13 thoughts on “OPEC”

  1. Good article but there is a better plan and the EPA can’t do a damn thing about it.

    Methanol Fuel Cells

    Idatech over ten years ago designed a really nice reformation system to turn methanol into hydrogen for fuel cells. It would be about 30% more efficient than a carnot cycle (otto or Atkins) engine.

    Ballard Power bought idatech a couple of years ago so the tech is there to use…..

    1. That doesn’t actually help as much as you’d think. Gas and oil are fungible commodities on a global scale. When the price of oil is high due to OPEC collusion the price of natural gas also shoots up. Being an exporter of natural gas doesn’t help either, ask the Canadians about gasoline prices, because again it’s a global market. Without some sort of price controls, which would be bad, the best option is to get rid of the oil cartel that’s been manipulating supply and prices for the last several decades.

    1. Cartels are a result of collusion within the market. They eventually fail, if the market is allowed to function properly.

      If the market is not functioning properly, it is usually because the government strong-arms the cartel’s competition. They usually do this under the guise of “fairness.”

      Read the history of Roosevelt’s price controls on the tire industry. Before he fixed the price, we had several tire companies. After price control it dropped to three.

      1. Consolidation is also the natural effect of market maturity.

        As companies hit economies of scale, they begin dominating the best markets and
        squeezing out the other players, leaving undesirable niches to smaller players.

        Of course international trade also allows foreign entrants to come into the market.
        At tirerack.com i see some 20 brands, wether they are all distinct companies, i don’t know.

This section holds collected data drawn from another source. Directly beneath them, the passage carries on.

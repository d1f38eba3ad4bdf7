// SPDX-License-Identifier: BUSL-1.1
// Copyright (c) 2026 Alfred Jean LLC

use super::*;
use crate::test_support::FakeBackend;

#[test]
fn resolves_each_prefix_to_its_own_backend() {
    let router = BackendRouter::new(
        FakeBackend::succeeding(),
        FakeBackend::failing("gpu down"),
        FakeBackend::succeeding(),
    );
    assert!(router.resolve("cpu:m").is_ok());
    assert!(router.resolve("gpu:m").is_ok());
    assert!(router.resolve("ollama:m").is_ok());
    assert!(router.resolve("weird:m").is_err());
}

    2. OPEC is a production-fixing cartel which is the very opposite of the market. Throughout it’s history, OPEC has sought to maximize oil prices by imposing limits on production. We’re fortunate that so many OPEC nations have not abided by the production limits or oil prices would’ve been much higher all along.

  2. Break it?

    It’ll break itself, to the extent it hasn’t already done so.

    None of the players really respect the quota requirements, which are all that makes the cartel work.

    And with so many major producers (Russia, Canada, increasingly the US) not in the cartel, it’s not really necessary to actively “break” it.

    It’s not 1973 anymore; OPEC doesn’t have the power it once had, not remotely.

    dn-guy: Yes. And breaking a cartel is equally an action of the market – though as e.g. Rothbard would point out, cartels are inherently unstable and tend to – as OPEC has – break price or production discipline all on their own, and collapse.

    1. classical economic theory says no cartel can last as long as new entrants can come in or new technology
      substitute. The Railroads were a cartel for a long time, then Cars, busses and airplanes broke their monopoly
      and it took 50 years for the railroads to recover.

      The big carriers dominated certain markets (AA, Braniff,) out of dallas, (DFW) so Southwest began flying
      out of Love Field and into the Texas market (San Antonio, Austin, Houston) places the big carriers didn’t
      want to serve.

      If you dislike OPEC, one can execute consumer choice by putting a Solar Thermal system on the roof of your house and getting PV arrays and an electric car.

      Rand should talk about consumer choice and the market, if he really believed in this.

      1. If you dislike OPEC, one can execute consumer choice by putting a Solar Thermal system on the roof of your house and getting PV arrays and an electric car.

        Rand should talk about consumer choice and the market, if he really believed in this.

        What a shock. Another economically idiotic comment from the village idiot.

  3. The OPEC nations are mostly those with the older and larger production oil fields, non-OPEC from more recently developed younger fields, though changing technology is likely to increase the cartels ability to produce oil, it would be a mistake to think that the flat production of the cartel is entirely down to politically restricting production rather than geological considerations.

    1. I’m not sure what your point is. OPEC was around forty years ago, when the middle eastern fields were flush with oil.

  4. I always thought that the major danger of methanol was that its flames are generally not visible to the naked eye, leading to all sorts of problems for pit crews of racing teams and others handling the fuel. The advantage, of course, is that methanol fires can be put out with water, but storing the fuel as a liquid in a garage for use in a lawnmower, etc., just seems like a bad idea to me.